- Exercise -
Line by line, the entries below are to be reproduced unaltered.

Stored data
[Start of section]

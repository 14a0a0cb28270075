//! JSON file storage for collection reports
//!
//! Writes a whole [`CollectionReport`] as pretty JSON, or only its records as
//! JSON lines for downstream tabular exporters.

use serde::Serialize;
use std::fs::{self, File};
use std::io::{BufWriter, Write};
use std::path::{Path, PathBuf};

use crate::crawler::collector::CollectionReport;
use crate::error::Result;
use crate::models::CommentRecord;

/// Output layout
#[derive(Debug, Clone, Copy, Default, PartialEq, Eq)]
pub enum OutputFormat {
    /// One pretty-printed report document
    #[default]
    Report,
    /// One record per line
    JsonLines,
}

impl OutputFormat {
    /// Guess from a file extension (`.jsonl` / `.ndjson` mean JSON lines)
    pub fn from_path(path: &Path) -> Self {
        match path.extension().and_then(|e| e.to_str()) {
            Some("jsonl") | Some("ndjson") => Self::JsonLines,
            _ => Self::Report,
        }
    }
}

/// A record flattened for export, with the display time already rendered
#[derive(Debug, Serialize)]
struct ExportRecord<'a> {
    comment_id: &'a str,
    author: &'a str,
    author_sex: Option<&'a str>,
    author_level: Option<u8>,
    content: &'a str,
    likes: u64,
    posted_at: String,
    reply_count: u64,
    floor: Option<u64>,
    is_nested_reply: bool,
}

impl<'a> From<&'a CommentRecord> for ExportRecord<'a> {
    fn from(record: &'a CommentRecord) -> Self {
        Self {
            comment_id: &record.comment_id,
            author: &record.author,
            author_sex: record.author_sex.as_deref(),
            author_level: record.author_level,
            content: &record.content,
            likes: record.likes,
            posted_at: record.formatted_time(),
            reply_count: record.reply_count,
            floor: record.floor,
            is_nested_reply: record.is_nested_reply,
        }
    }
}

/// Report writer
pub struct JsonWriter {
    path: PathBuf,
    format: OutputFormat,
}

impl JsonWriter {
    /// Create a writer for `path`, choosing the format from its extension
    pub fn new(path: impl Into<PathBuf>) -> Self {
        let path = path.into();
        let format = OutputFormat::from_path(&path);
        Self { path, format }
    }

    pub fn with_format(mut self, format: OutputFormat) -> Self {
        self.format = format;
        self
    }

    pub fn path(&self) -> &Path {
        &self.path
    }

    pub fn format(&self) -> OutputFormat {
        self.format
    }

    /// Write the report, creating parent directories as needed
    ///
    /// Returns the number of records written.
    pub fn write(&self, report: &CollectionReport) -> Result<usize> {
        if let Some(parent) = self.path.parent() {
            if !parent.as_os_str().is_empty() {
                fs::create_dir_all(parent)?;
            }
        }

        let mut out = BufWriter::new(File::create(&self.path)?);

        match self.format {
            OutputFormat::Report => {
                serde_json::to_writer_pretty(&mut out, report)?;
                writeln!(out)?;
            }
            OutputFormat::JsonLines => {
                for record in &report.records {
                    serde_json::to_writer(&mut out, &ExportRecord::from(record))?;
                    writeln!(out)?;
                }
            }
        }
        out.flush()?;

        tracing::info!(
            path = %self.path.display(),
            records = report.records.len(),
            "Saved comments"
        );

        Ok(report.records.len())
    }

    /// Read a report previously written in [`OutputFormat::Report`]
    pub fn read_report(path: &Path) -> Result<CollectionReport> {
        let content = fs::read_to_string(path)?;
        Ok(serde_json::from_str(&content)?)
    }
}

[End of section]

- Response for this exercise -
repository 14a0a0cb28270075
//! JSON file storage for collection reports
//!
//! Writes a whole [`CollectionReport`] as pretty JSON, or only its records as
//! JSON lines for downstream tabular exporters.

use serde::Serialize;
use std::fs::{self, File};
use std::io::{BufWriter, Write};
use std::path::{Path, PathBuf};

use crate::crawler::collector::CollectionReport;
use crate::error::Result;
use crate::models::CommentRecord;

/// Output layout
#[derive(Debug, Clone, Copy, Default, PartialEq, Eq)]
pub enum OutputFormat {
    /// One pretty-printed report document
    #[default]
    Report,
    /// One record per line
    JsonLines,
}

impl OutputFormat {
    /// Guess from a file extension (`.jsonl` / `.ndjson` mean JSON lines)
    pub fn from_path(path: &Path) -> Self {
        match path.extension().and_then(|e| e.to_str()) {
            Some("jsonl") | Some("ndjson") => Self::JsonLines,
            _ => Self::Report,
        }
    }
}

/// A record flattened for export, with the display time already rendered
#[derive(Debug, Serialize)]
struct ExportRecord<'a> {
    comment_id: &'a str,
    author: &'a str,
    author_sex: Option<&'a str>,
    author_level: Option<u8>,
    content: &'a str,
    likes: u64,
    posted_at: String,
    reply_count: u64,
    floor: Option<u64>,
    is_nested_reply: bool,
}

impl<'a> From<&'a CommentRecord> for ExportRecord<'a> {
    fn from(record: &'a CommentRecord) -> Self {
        Self {
            comment_id: &record.comment_id,
            author: &record.author,
            author_sex: record.author_sex.as_deref(),
            author_level: record.author_level,
            content: &record.content,
            likes: record.likes,
            posted_at: record.formatted_time(),
            reply_count: record.reply_count,
            floor: record.floor,
            is_nested_reply: record.is_nested_reply,
        }
    }
}

/// Report writer
pub struct JsonWriter {
    path: PathBuf,
    format: OutputFormat,
}

impl JsonWriter {
    /// Create a writer for `path`, choosing the format from its extension
    pub fn new(path: impl Into<PathBuf>) -> Self {
        let path = path.into();
        let format = OutputFormat::from_path(&path);
        Self { path, format }
    }

    pub fn with_format(mut self, format: OutputFormat) -> Self {
        self.format = format;
        self
    }

    pub fn path(&self) -> &Path {
        &self.path
    }

    pub fn format(&self) -> OutputFormat {
        self.format
    }

    /// Write the report, creating parent directories as needed
    ///
    /// Returns the number of records written.
    pub fn write(&self, report: &CollectionReport) -> Result<usize> {
        if let Some(parent) = self.path.parent() {
            if !parent.as_os_str().is_empty() {
                fs::create_dir_all(parent)?;
            }
        }

        let mut out = BufWriter::new(File::create(&self.path)?);

        match self.format {
            OutputFormat::Report => {
                serde_json::to_writer_pretty(&mut out, report)?;
                writeln!(out)?;
            }
            OutputFormat::JsonLines => {
                for record in &report.records {
                    serde_json::to_writer(&mut out, &ExportRecord::from(record))?;
                    writeln!(out)?;
                }
            }
        }
        out.flush()?;

        tracing::info!(
            path = %self.path.display(),
            records = report.records.len(),
            "Saved comments"
        );

        Ok(report.records.len())
    }

    /// Read a report previously written in [`OutputFormat::Report`]
    pub fn read_report(path: &Path) -> Result<CollectionReport> {
        let content = fs::read_to_string(path)?;
        Ok(serde_json::from_str(&content)?)
    }
}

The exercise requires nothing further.